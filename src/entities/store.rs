use async_trait::async_trait;
use chrono::{DateTime, Utc};
use sea_orm::entity::prelude::*;
use sea_orm::{ActiveValue, Set};
use serde::{Deserialize, Serialize};
use utoipa::ToSchema;

/// A branch or warehouse that owns inventory
#[derive(Clone, Debug, PartialEq, Eq, DeriveEntityModel, Serialize, Deserialize, ToSchema)]
#[sea_orm(table_name = "stores")]
#[schema(as = Store)]
pub struct Model {
    #[sea_orm(primary_key, auto_increment = false)]
    pub id: Uuid,
    #[sea_orm(unique)]
    pub store_name: String,
    pub location: String,
    pub created_at: DateTime<Utc>,
}

#[derive(Copy, Clone, Debug, EnumIter, DeriveRelation)]
pub enum Relation {}

#[async_trait]
impl ActiveModelBehavior for ActiveModel {
    async fn before_save<C>(self, _db: &C, insert: bool) -> Result<Self, DbErr>
    where
        C: ConnectionTrait,
    {
        let mut active_model = self;
        if insert {
            active_model.created_at = Set(Utc::now());
            if let ActiveValue::NotSet = active_model.id {
                active_model.id = Set(Uuid::new_v4());
            }
        }
        Ok(active_model)
    }
}
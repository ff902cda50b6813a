//! Bititec API library
//!
//! Inventory consistency backend of an equipment dealer: stock counters,
//! the demand records that draw against them, and the workflow documents
//! (sales, leases, calls, deliveries) built on top.
#![forbid(unsafe_code)]
#![deny(rust_2018_idioms)]
#![allow(elided_lifetimes_in_paths)]
#![warn(clippy::all, clippy::perf, clippy::dbg_macro)]

pub mod auth;
pub mod config;
pub mod db;
pub mod entities;
pub mod errors;
pub mod events;
pub mod handlers;
pub mod middleware_helpers;
pub mod migrator;
pub mod openapi;
pub mod services;
pub mod tracing;

use axum::{
    http::{header, Method},
    response::Json,
    routing::get,
    Extension, Router,
};
use sea_orm::DatabaseConnection;
use std::sync::Arc;
use std::time::Duration;
use tower_http::{cors::CorsLayer, timeout::TimeoutLayer};

use crate::auth::{AuthConfig, AuthRouterExt, AuthService};

// App state definition
#[derive(Clone)]
pub struct AppState {
    pub db: Arc<DatabaseConnection>,
    pub config: config::AppConfig,
    pub event_sender: events::EventSender,
    pub services: handlers::AppServices,
}

impl AppState {
    pub fn new(
        db: Arc<DatabaseConnection>,
        config: config::AppConfig,
        event_sender: events::EventSender,
    ) -> Self {
        let services = handlers::AppServices::new(
            db.clone(),
            event_sender.clone(),
            config.numbering_max_attempts,
        );
        Self {
            db,
            config,
            event_sender,
            services,
        }
    }
}

/// Standard API result type for JSON responses
pub type ApiResult<T> = Result<Json<T>, errors::ServiceError>;

/// Routes under `/api/v1`; every one of them needs a bearer token
pub fn api_v1_routes() -> Router<AppState> {
    Router::new()
        .nest("/stores", handlers::stores::store_routes())
        .nest("/clients", handlers::stores::client_routes())
        .nest("/client-machines", handlers::catalogs::client_machine_routes())
        .nest("/item-types", handlers::catalogs::item_type_routes())
        .nest("/parts", handlers::inventory::part_routes())
        .nest("/accessories", handlers::inventory::accessory_routes())
        .nest("/machines", handlers::inventory::machine_routes())
        .nest("/inventory", handlers::inventory::reconciliation_routes())
        .nest("/sales", handlers::sales::sale_routes())
        .nest("/sale-items", handlers::sales::sale_item_routes())
        .nest("/leases", handlers::leases::lease_routes())
        .nest("/meter-readings", handlers::leases::meter_reading_routes())
        .nest(
            "/lease-part-inquiries",
            handlers::leases::lease_part_inquiry_routes(),
        )
        .nest(
            "/lease-acc-inquiries",
            handlers::leases::lease_acc_inquiry_routes(),
        )
        .nest("/calls", handlers::calls::call_routes())
        .nest("/store-inquiries", handlers::calls::store_inquiry_routes())
        .nest("/deliveries", handlers::deliveries::delivery_routes())
        .with_auth()
}

/// Full application router with the HTTP layer stack applied
pub fn build_router(state: AppState) -> Router {
    let auth_service = Arc::new(AuthService::new(AuthConfig::new(
        state.config.jwt_secret.clone(),
    )));
    let timeout = Duration::from_secs(state.config.request_timeout_secs);

    let cors = CorsLayer::new()
        .allow_methods([
            Method::GET,
            Method::POST,
            Method::PATCH,
            Method::DELETE,
        ])
        .allow_headers([header::AUTHORIZATION, header::CONTENT_TYPE])
        .allow_origin(tower_http::cors::Any);

    Router::new()
        .route("/health", get(handlers::health::health_check))
        .nest("/api/v1", api_v1_routes())
        .merge(openapi::openapi_routes())
        .layer(Extension(auth_service))
        .layer(TimeoutLayer::new(timeout))
        .layer(cors)
        .layer(crate::tracing::configure_http_tracing())
        .layer(axum::middleware::from_fn(
            middleware_helpers::request_id_middleware,
        ))
        .with_state(state)
}

pub mod prelude {
    pub use crate::db::*;
    pub use crate::errors::*;
    pub use crate::events::*;
    pub use crate::services::*;
}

--

ABOUT THIS EXERCISE: All lines in the listing above with the string "catalogs" should be returned.

OUTPUT:
        .nest("/client-machines", handlers::catalogs::client_machine_routes())
        .nest("/item-types", handlers::catalogs::item_type_routes())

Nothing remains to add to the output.